# Description of the task
Once the line with "wrapper.node" is found, return it along with every line after it, exactly, through the end of the material.

# Records for processing
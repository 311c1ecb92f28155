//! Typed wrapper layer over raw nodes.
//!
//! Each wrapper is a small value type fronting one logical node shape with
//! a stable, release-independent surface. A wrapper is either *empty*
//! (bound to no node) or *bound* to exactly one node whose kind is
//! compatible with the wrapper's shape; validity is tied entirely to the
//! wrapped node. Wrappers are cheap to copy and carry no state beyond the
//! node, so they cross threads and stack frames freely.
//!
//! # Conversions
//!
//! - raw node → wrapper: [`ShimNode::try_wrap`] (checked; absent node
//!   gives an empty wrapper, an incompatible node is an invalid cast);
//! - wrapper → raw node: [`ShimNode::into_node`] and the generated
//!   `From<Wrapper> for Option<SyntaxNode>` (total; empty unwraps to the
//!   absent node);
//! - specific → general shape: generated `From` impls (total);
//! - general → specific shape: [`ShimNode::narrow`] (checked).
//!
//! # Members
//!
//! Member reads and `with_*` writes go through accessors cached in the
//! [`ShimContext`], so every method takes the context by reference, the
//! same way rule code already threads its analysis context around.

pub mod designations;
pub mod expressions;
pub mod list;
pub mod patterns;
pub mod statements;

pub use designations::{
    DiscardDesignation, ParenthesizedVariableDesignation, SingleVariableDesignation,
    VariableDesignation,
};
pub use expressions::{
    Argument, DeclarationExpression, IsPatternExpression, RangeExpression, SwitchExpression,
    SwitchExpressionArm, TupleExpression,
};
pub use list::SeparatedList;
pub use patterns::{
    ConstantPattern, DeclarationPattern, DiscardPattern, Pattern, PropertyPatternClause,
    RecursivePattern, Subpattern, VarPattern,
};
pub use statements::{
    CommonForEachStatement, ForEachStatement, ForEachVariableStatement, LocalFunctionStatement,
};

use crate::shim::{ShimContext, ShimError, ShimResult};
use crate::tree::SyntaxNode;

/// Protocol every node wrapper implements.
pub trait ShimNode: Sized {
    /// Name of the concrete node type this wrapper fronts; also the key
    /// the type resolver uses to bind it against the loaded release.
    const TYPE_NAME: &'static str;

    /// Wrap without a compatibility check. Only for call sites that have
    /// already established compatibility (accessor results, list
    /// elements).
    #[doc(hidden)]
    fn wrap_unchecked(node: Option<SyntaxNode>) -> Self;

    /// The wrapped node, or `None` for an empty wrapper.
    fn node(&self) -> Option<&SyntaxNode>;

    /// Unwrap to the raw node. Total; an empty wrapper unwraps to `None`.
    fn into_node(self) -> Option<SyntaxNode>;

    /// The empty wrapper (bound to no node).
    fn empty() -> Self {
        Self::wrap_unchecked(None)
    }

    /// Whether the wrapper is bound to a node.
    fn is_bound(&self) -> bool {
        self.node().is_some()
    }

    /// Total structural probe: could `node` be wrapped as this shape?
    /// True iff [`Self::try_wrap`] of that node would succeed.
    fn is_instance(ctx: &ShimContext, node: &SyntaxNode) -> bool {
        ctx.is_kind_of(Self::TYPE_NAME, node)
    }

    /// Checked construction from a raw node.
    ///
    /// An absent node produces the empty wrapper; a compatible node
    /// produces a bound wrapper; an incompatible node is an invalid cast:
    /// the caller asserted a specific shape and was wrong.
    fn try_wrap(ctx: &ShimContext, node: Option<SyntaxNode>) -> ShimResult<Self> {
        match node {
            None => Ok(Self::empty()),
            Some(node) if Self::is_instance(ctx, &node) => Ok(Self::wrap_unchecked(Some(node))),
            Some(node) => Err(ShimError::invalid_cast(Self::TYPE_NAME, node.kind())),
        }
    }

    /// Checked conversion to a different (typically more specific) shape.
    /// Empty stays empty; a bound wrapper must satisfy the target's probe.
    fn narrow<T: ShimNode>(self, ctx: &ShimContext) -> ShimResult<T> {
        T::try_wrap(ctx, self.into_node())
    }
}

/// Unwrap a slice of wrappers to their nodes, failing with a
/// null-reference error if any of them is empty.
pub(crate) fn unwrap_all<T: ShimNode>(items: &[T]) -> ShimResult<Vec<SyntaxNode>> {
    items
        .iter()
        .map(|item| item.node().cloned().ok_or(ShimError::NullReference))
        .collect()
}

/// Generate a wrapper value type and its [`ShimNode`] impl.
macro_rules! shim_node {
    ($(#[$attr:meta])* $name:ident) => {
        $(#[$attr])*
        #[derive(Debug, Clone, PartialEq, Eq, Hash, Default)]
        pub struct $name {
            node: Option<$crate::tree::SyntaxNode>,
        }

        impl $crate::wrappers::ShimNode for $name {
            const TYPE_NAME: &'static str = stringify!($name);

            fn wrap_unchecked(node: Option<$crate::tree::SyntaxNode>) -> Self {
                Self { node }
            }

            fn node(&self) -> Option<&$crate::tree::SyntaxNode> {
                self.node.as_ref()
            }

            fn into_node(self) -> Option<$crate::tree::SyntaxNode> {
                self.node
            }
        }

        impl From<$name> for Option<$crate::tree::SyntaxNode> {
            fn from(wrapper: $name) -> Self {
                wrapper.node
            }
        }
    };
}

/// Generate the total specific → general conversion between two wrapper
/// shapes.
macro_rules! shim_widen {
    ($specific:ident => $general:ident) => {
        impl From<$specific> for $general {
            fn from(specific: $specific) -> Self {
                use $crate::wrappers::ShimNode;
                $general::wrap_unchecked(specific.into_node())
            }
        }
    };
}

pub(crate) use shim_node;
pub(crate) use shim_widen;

# Response below
                wrapper.node
            }
        }
    };
}

/// Generate the total specific → general conversion between two wrapper
/// shapes.
macro_rules! shim_widen {
    ($specific:ident => $general:ident) => {
        impl From<$specific> for $general {
            fn from(specific: $specific) -> Self {
                use $crate::wrappers::ShimNode;
                $general::wrap_unchecked(specific.into_node())
            }
        }
    };
}

pub(crate) use shim_node;
pub(crate) use shim_widen;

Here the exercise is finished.